Dion's random ramblings

Tuesday, October 23, 2007

Could this be one of the reasons why we have so much VIOLENT crime in South Africa?

I'm busy writing a book with Prof Loiuse Kretzschmar and Dr Andre van Niekerk from UNISA. The book is intended to replace the current ethics text "Questions of life".

Andre is a specialist in Moral formation (with a particular interest in the work of van der Ven).

We were discussing the issue of crime in South Africa at a meeting for the editors when our conversation turned to violent crimes (such as the murder of Lucky Dube, and the woman here in Pretoria who was not only robed, but also raped, and then murdered).

I came with the retort that I had blogged the other day, which Wessel rightly asked a few questions about in the comments (see my posts, and Wessel's comments, here). My retort was one that is quite common to 'liberal white South Africans' i.e., that crime is a natural consequence of the aftereffects (and current effects) of racial segregation and deliberate oppression of the majority by the minority.

  • Here's the reasoning behind such a statement: Person A is poor because under apartheid he and his family were deliberately denied access to education, certain jobs, and so the ability to earn (via regular means) a decent income. Person A has three children in this example. One of them is sick and needs medical attention. Person A does not have the money to provide for this care.
  • Living a few kilometres away is Person B. This person is wealthy (i.e., has a house, two cars, a few television sets, cell phones, clothes etc.) The primary reason for this person's wealth is that he has had access to a good education, which was paid for by his parents. He could go to University (since he was not excluded by his race), but also because his parents could afford to send him to University.
  • The reasoning is this, if my child was sick and I could not care for her, yet there was someone nearby who has an excess of possessions, not because they are brighter, better, or any other ontological difference between us, but simply because I was dissenfranchised and he was not, then it may be justified for me to 'relieve' him of a few of his excess possessions (perhaps one of his cars, a TV, and some clothes).
This reasoning seems quite clear, in fact sensible and fair.

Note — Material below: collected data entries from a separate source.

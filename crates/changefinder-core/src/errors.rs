use thiserror::Error;

/// Result type alias using ChangeFinderError
pub type Result<T> = std::result::Result<T, ChangeFinderError>;

// ========== Error Facility ==========

/// Canonical error kind taxonomy
///
/// Stable classification of every error the engine can raise. Each kind maps
/// to a stable error code used in structured logs and at the CLI boundary.
#[derive(Debug, Clone, Copy, PartialEq, Eq)]
pub enum ExErrorKind {
    // Attribution invariants
    /// A reference lookup returned more than one record where at most one was expected
    AmbiguousReferenceMatch,
    /// A rule claimed a field that was not in the remaining changed set
    ClaimViolation,
    /// A rule yielded an attribution with no claimed fields
    EmptyClaim,
    /// A snapshot arrived with an earlier `valid_from` than its stored predecessor
    OutOfOrderSnapshot,

    // Input/configuration
    InvalidSnapshot,
    InvalidCatalogue,

    // Integration/IO
    Io,
    Serialization,
}

impl ExErrorKind {
    /// Get the stable error code for this kind
    pub fn code(&self) -> &'static str {
        match self {
            ExErrorKind::AmbiguousReferenceMatch => "ERR_AMBIGUOUS_REFERENCE_MATCH",
            ExErrorKind::ClaimViolation => "ERR_CLAIM_VIOLATION",
            ExErrorKind::EmptyClaim => "ERR_EMPTY_CLAIM",
            ExErrorKind::OutOfOrderSnapshot => "ERR_OUT_OF_ORDER_SNAPSHOT",
            ExErrorKind::InvalidSnapshot => "ERR_INVALID_SNAPSHOT",
            ExErrorKind::InvalidCatalogue => "ERR_INVALID_CATALOGUE",
            ExErrorKind::Io => "ERR_IO",
            ExErrorKind::Serialization => "ERR_SERIALIZATION",
        }
    }

    /// Whether an error of this kind breaks an engine invariant.
    ///
    /// Fatal kinds abort processing of the current snapshot.
    pub fn is_invariant_violation(&self) -> bool {
        matches!(
            self,
            ExErrorKind::AmbiguousReferenceMatch
                | ExErrorKind::ClaimViolation
                | ExErrorKind::EmptyClaim
                | ExErrorKind::OutOfOrderSnapshot
        )
    }
}

/// Canonical structured error type
///
/// Carries the classification plus operation/entity/rule context for
/// programmatic handling and log output.
#[derive(Debug, Clone)]
pub struct ExError {
    kind: ExErrorKind,
    op: Option<String>,
    entity_id: Option<String>,
    rule: Option<String>,
    message: String,
}

impl ExError {
    /// Create a new error with the specified kind
    pub fn new(kind: ExErrorKind) -> Self {
        Self {
            kind,
            op: None,
            entity_id: None,
            rule: None,
            message: String::new(),
        }
    }

    /// Add operation context
    pub fn with_op(mut self, op: impl Into<String>) -> Self {
        self.op = Some(op.into());
        self
    }

    /// Add entity ID context
    pub fn with_entity_id(mut self, id: impl Into<String>) -> Self {
        self.entity_id = Some(id.into());
        self
    }

    /// Add rule name context
    pub fn with_rule(mut self, rule: impl Into<String>) -> Self {
        self.rule = Some(rule.into());
        self
    }

    /// Add custom message
    pub fn with_message(mut self, message: impl Into<String>) -> Self {
        self.message = message.into();
        self
    }

    /// Get the error kind
    pub fn kind(&self) -> ExErrorKind {
        self.kind
    }

    /// Get the stable error code
    pub fn code(&self) -> &'static str {
        self.kind.code()
    }

    /// Get the operation context, if any
    pub fn op(&self) -> Option<&str> {
        self.op.as_deref()
    }

    /// Get the entity ID context, if any
    pub fn entity_id(&self) -> Option<&str> {
        self.entity_id.as_deref()
    }

    /// Get the rule context, if any
    pub fn rule(&self) -> Option<&str> {
        self.rule.as_deref()
    }

    /// Get the error message
    pub fn message(&self) -> &str {
        &self.message
    }
}

impl std::fmt::Display for ExError {
    fn fmt(&self, f: &mut std::fmt::Formatter<'_>) -> std::fmt::Result {
        write!(f, "[{}]", self.code())?;
        if let Some(op) = &self.op {
            write!(f, " in operation '{}'", op)?;
        }
        if !self.message.is_empty() {
            write!(f, ": {}", self.message)?;
        }
        if let Some(entity_id) = &self.entity_id {
            write!(f, " (entity_id: {})", entity_id)?;
        }
        if let Some(rule) = &self.rule {
            write!(f, " (rule: {})", rule)?;
        }
        Ok(())
    }
}

impl std::error::Error for ExError {}

// ========== End Error Facility ==========

/// Error taxonomy for attribution operations
#[derive(Error, Debug, Clone, PartialEq)]
pub enum ChangeFinderError {
    // ===== Engine invariants =====
    /// A reference lookup matched more records than the rule can explain
    #[error("Ambiguous reference match in {rule}: {matches} records in table {table} for entity {entity_id}")]
    AmbiguousReferenceMatch {
        rule: String,
        table: String,
        entity_id: String,
        matches: usize,
    },

    /// A rule claimed a field that is not in the remaining changed set
    #[error("Claim violation: rule {rule} claimed field {field} which is not in the remaining set")]
    ClaimViolation { rule: String, field: String },

    /// A rule yielded an attribution without any claimed fields
    #[error("Rule {rule} yielded an attribution with no claimed fields")]
    EmptyClaim { rule: String },

    /// Snapshot arrived before its predecessor
    #[error("Snapshot for {entity_id} at {current} precedes its predecessor at {previous}")]
    OutOfOrderSnapshot {
        entity_id: String,
        previous: String,
        current: String,
    },

    // ===== Input/configuration =====
    /// Ingested record is not a usable snapshot
    #[error("Invalid snapshot: {reason}")]
    InvalidSnapshot { reason: String },

    /// Rule catalogue configuration failed validation
    #[error("Invalid catalogue: {reason}")]
    InvalidCatalogue { reason: String },

    // ===== Generic Errors =====
    /// Serialization error (JSON/YAML encoding or decoding)
    #[error("Serialization error: {message}")]
    Serialization { message: String },
}

impl ChangeFinderError {
    /// Canonical kind of this error
    pub fn kind(&self) -> ExErrorKind {
        match self {
            ChangeFinderError::AmbiguousReferenceMatch { .. } => {
                ExErrorKind::AmbiguousReferenceMatch
            }
            ChangeFinderError::ClaimViolation { .. } => ExErrorKind::ClaimViolation,
            ChangeFinderError::EmptyClaim { .. } => ExErrorKind::EmptyClaim,
            ChangeFinderError::OutOfOrderSnapshot { .. } => ExErrorKind::OutOfOrderSnapshot,
            ChangeFinderError::InvalidSnapshot { .. } => ExErrorKind::InvalidSnapshot,
            ChangeFinderError::InvalidCatalogue { .. } => ExErrorKind::InvalidCatalogue,
            ChangeFinderError::Serialization { .. } => ExErrorKind::Serialization,
        }
    }
}

impl From<serde_json::Error> for ChangeFinderError {
    fn from(err: serde_json::Error) -> Self {
        ChangeFinderError::Serialization {
            message: err.to_string(),
        }
    }
}

impl From<serde_yaml::Error> for ChangeFinderError {
    fn from(err: serde_yaml::Error) -> Self {
        ChangeFinderError::Serialization {
            message: err.to_string(),
        }
    }
}

/// Conversion from ChangeFinderError to ExError
///
/// Keeps the structured context (entity, rule) on the canonical error so
/// that `log_op_error!` and the CLI can report it uniformly.
impl From<ChangeFinderError> for ExError {
    fn from(err: ChangeFinderError) -> Self {
        let kind = err.kind();
        let message = err.to_string();
        let base = ExError::new(kind).with_message(message);
        match err {
            ChangeFinderError::AmbiguousReferenceMatch {
                rule, entity_id, ..
            } => base
                .with_op("reference_lookup")
                .with_rule(rule)
                .with_entity_id(entity_id),
            ChangeFinderError::ClaimViolation { rule, .. }
            | ChangeFinderError::EmptyClaim { rule } => base.with_op("claim").with_rule(rule),
            ChangeFinderError::OutOfOrderSnapshot { entity_id, .. } => {
                base.with_op("process").with_entity_id(entity_id)
            }
            ChangeFinderError::InvalidSnapshot { .. } => base.with_op("parse_snapshot"),
            ChangeFinderError::InvalidCatalogue { .. } => base.with_op("load_catalogue"),
            ChangeFinderError::Serialization { .. } => base,
        }
    }
}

However, what Andre reminded of, is that in South Africa we don't suffer from crime, we suffer from violent crime...

He reminded me that there are many other nations with similar problems of wealth and poverty across the world. In fact, there are some with a greater problem - such as India. However, while there is crime in India, it is NOT violent crime. Sure, people are robed, houses are broken into, cars are taken. But, seldom will you hear that a person has been beaten to death for a cell phone, or raped and brutalised for R20.

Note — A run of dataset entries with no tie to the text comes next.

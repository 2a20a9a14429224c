//! The shrinking set of not-yet-explained field names.

use std::collections::BTreeSet;

use crate::errors::{ChangeFinderError, Result};
use crate::model::FieldName;

/// Field names that changed and are still unexplained during one pipeline run
///
/// Seeded from a diff, shrinks monotonically as attributions are accepted,
/// never persisted across runs. Rules only ever see it read-only; the
/// pipeline is the sole place that removes claimed names.
#[derive(Debug, Clone, Default, PartialEq, Eq)]
pub struct ChangedFieldSet {
    remaining: BTreeSet<FieldName>,
}

impl ChangedFieldSet {
    pub fn new() -> Self {
        Self::default()
    }

    pub fn contains(&self, field: &str) -> bool {
        self.remaining.contains(field)
    }

    pub fn is_empty(&self) -> bool {
        self.remaining.is_empty()
    }

    pub fn len(&self) -> usize {
        self.remaining.len()
    }

    pub fn iter(&self) -> impl Iterator<Item = &str> {
        self.remaining.iter().map(String::as_str)
    }

    /// Remaining names as an owned, sorted vector
    pub fn to_vec(&self) -> Vec<&str> {
        self.iter().collect()
    }

    pub fn as_set(&self) -> &BTreeSet<FieldName> {
        &self.remaining
    }

    /// Whether every remaining name is one of `allowed`
    pub fn is_subset_of<'a, I>(&self, allowed: I) -> bool
    where
        I: IntoIterator<Item = &'a str>,
    {
        let allowed: BTreeSet<&str> = allowed.into_iter().collect();
        self.iter().all(|f| allowed.contains(f))
    }

    /// Whether every name in `fields` is still remaining
    pub fn contains_all<'a, I>(&self, fields: I) -> bool
    where
        I: IntoIterator<Item = &'a str>,
    {
        fields.into_iter().all(|f| self.contains(f))
    }

    /// Remaining names that are also in `fields`
    pub fn intersection<'a, I>(&self, fields: I) -> BTreeSet<FieldName>
    where
        I: IntoIterator<Item = &'a str>,
    {
        fields
            .into_iter()
            .filter(|f| self.contains(f))
            .map(str::to_string)
            .collect()
    }

    /// Consume a claim on behalf of `rule`.
    ///
    /// The claim must be non-empty and every field must still be
    /// remaining; on success the fields are removed.
    ///
    /// # Errors
    ///
    /// - `EmptyClaim` if `fields` is empty
    /// - `ClaimViolation` naming the first field not in the remaining set;
    ///   nothing is removed in that case
    pub fn claim(&mut self, rule: &str, fields: &BTreeSet<FieldName>) -> Result<()> {
        if fields.is_empty() {
            return Err(ChangeFinderError::EmptyClaim {
                rule: rule.to_string(),
            });
        }
        if let Some(field) = fields.iter().find(|f| !self.remaining.contains(*f)) {
            return Err(ChangeFinderError::ClaimViolation {
                rule: rule.to_string(),
                field: field.clone(),
            });
        }
        for field in fields {
            self.remaining.remove(field);
        }
        Ok(())
    }

    /// Hand back everything still remaining, leaving the set empty
    pub fn take_remaining(&mut self) -> BTreeSet<FieldName> {
        std::mem::take(&mut self.remaining)
    }
}

impl FromIterator<FieldName> for ChangedFieldSet {
    fn from_iter<T: IntoIterator<Item = FieldName>>(iter: T) -> Self {
        Self {
            remaining: iter.into_iter().collect(),
        }
    }
}

impl<'a> FromIterator<&'a str> for ChangedFieldSet {
    fn from_iter<T: IntoIterator<Item = &'a str>>(iter: T) -> Self {
        iter.into_iter().map(str::to_string).collect()
    }
}

#[cfg(test)]
mod tests {
    use super::*;

    fn set(names: &[&str]) -> BTreeSet<FieldName> {
        names.iter().map(|s| s.to_string()).collect()
    }

    #[test]
    fn test_claim_removes_fields() {
        let mut changed: ChangedFieldSet = ["a", "b", "c"].into_iter().collect();
        changed.claim("r", &set(&["a", "c"])).unwrap();
        assert_eq!(changed.to_vec(), vec!["b"]);
    }

    #[test]
    fn test_claim_outside_remaining_is_violation() {
        let mut changed: ChangedFieldSet = ["a", "b"].into_iter().collect();
        let err = changed.claim("r", &set(&["a", "z"])).unwrap_err();
        assert_eq!(
            err,
            ChangeFinderError::ClaimViolation {
                rule: "r".to_string(),
                field: "z".to_string()
            }
        );
        // Nothing consumed on failure
        assert_eq!(changed.len(), 2);
    }

    #[test]
    fn test_double_claim_is_violation() {
        let mut changed: ChangedFieldSet = ["a"].into_iter().collect();
        changed.claim("first", &set(&["a"])).unwrap();
        assert!(matches!(
            changed.claim("second", &set(&["a"])),
            Err(ChangeFinderError::ClaimViolation { .. })
        ));
    }

    #[test]
    fn test_empty_claim_rejected() {
        let mut changed: ChangedFieldSet = ["a"].into_iter().collect();
        assert!(matches!(
            changed.claim("r", &BTreeSet::new()),
            Err(ChangeFinderError::EmptyClaim { .. })
        ));
    }

    #[test]
    fn test_subset_and_intersection() {
        let changed: ChangedFieldSet = ["fate", "peanutAllergy"].into_iter().collect();
        assert!(changed.is_subset_of(["fate", "peanutAllergy", "tragicness"]));
        assert!(!changed.is_subset_of(["fate"]));
        assert_eq!(changed.intersection(["fate", "blood"]), set(&["fate"]));
        assert!(changed.contains_all(["fate"]));
    }

    #[test]
    fn test_take_remaining_empties() {
        let mut changed: ChangedFieldSet = ["a", "b"].into_iter().collect();
        let rest = changed.take_remaining();
        assert_eq!(rest, set(&["a", "b"]));
        assert!(changed.is_empty());
    }
}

So, then what's the difference? Well, I think one of the primary differences is that apartheid is still alive and well in South Africa. There is still an underlying mistrust between the races (and this goes both ways, I know black persons who are fanatically racist against whites, Indians, and Coloured South Africans. Of the same goes for whites).

When one objectifies another person it is easy to mistreat and abuse them since they are no longer a parent (as happened with Lucky Dube who was murdered in front of his two teenage children), or a husband, or a wife, or someone's child, or a sister, or a brother. Rather, they are 'white', or 'wealthy', or 'an oppressor', or a 'Tswana', or a 'Nigerian'... The list can go on.

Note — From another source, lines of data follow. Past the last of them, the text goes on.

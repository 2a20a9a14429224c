use chrono::{DateTime, Duration, Utc};

/// Half-open time interval `[start, end)`
#[derive(Debug, Clone, Copy, PartialEq, Eq)]
pub struct TimeWindow {
    pub start: DateTime<Utc>,
    pub end: DateTime<Utc>,
}

impl TimeWindow {
    /// `[start, end)`
    pub fn new(start: DateTime<Utc>, end: DateTime<Utc>) -> Self {
        Self { start, end }
    }

    /// `[start, end]`, expressed as a half-open window one nanosecond wider
    pub fn closed(start: DateTime<Utc>, end: DateTime<Utc>) -> Self {
        Self::new(start, end + Duration::nanoseconds(1))
    }

    /// From a predecessor's `valid_from` up to and including the current one
    pub fn between(predecessor: DateTime<Utc>, current: DateTime<Utc>) -> Self {
        Self::closed(predecessor, current)
    }

    /// The `lookback` leading up to and including `at`
    pub fn lookback(at: DateTime<Utc>, lookback: Duration) -> Self {
        Self::closed(at - lookback, at)
    }

    pub fn contains(&self, instant: DateTime<Utc>) -> bool {
        self.start <= instant && instant < self.end
    }
}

However, there could be another much more subtle reason for violent crime... That is, moral formation.

Moral formation has to do with how we form people to be moral beings i.e., what we say and do to get people to behave in a certain way, and not to behave in another way.

Both black and white South African culture has a problem with the manner in which we discipline people - . It has long been assumed that the only way to get a person 'to behave' is to beat them (either physically, or with your words).

The assumption behind such an approach is simply this: one assumes that a person is BAD and must be MADE GOOD! This is not the way of the Gospel of Christ. The Gospel of Christ says that people are created GOOD by a Good God, however, we need to help people to rediscover and develop that goodness that is within them.

This is the conflict between being as primary, and doing as primary.

I watched a foreman speaking to his workers the other day. It was clear that he wanted them to do good work, and when speaking with them he wanted to help them to become good 'workmen'. Yet, his assumption was that he had to shout, criticise, and be hard to get the best out of them.

I often see parents doing the same.

Heck, I am glad that God has a different approach to moral formation... God helps me, and does not harm me, when I am wrong. Thank goodness God does not bully me to goodness!

Maybe we can learn to deal with our children, our staff, our colleagues, and ourselves, a little differently? Maybe, just maybe, that is one thing we could do that would help one less person to think that violence, dominance, and abuse, are acceptable means of getting what one wants in this world.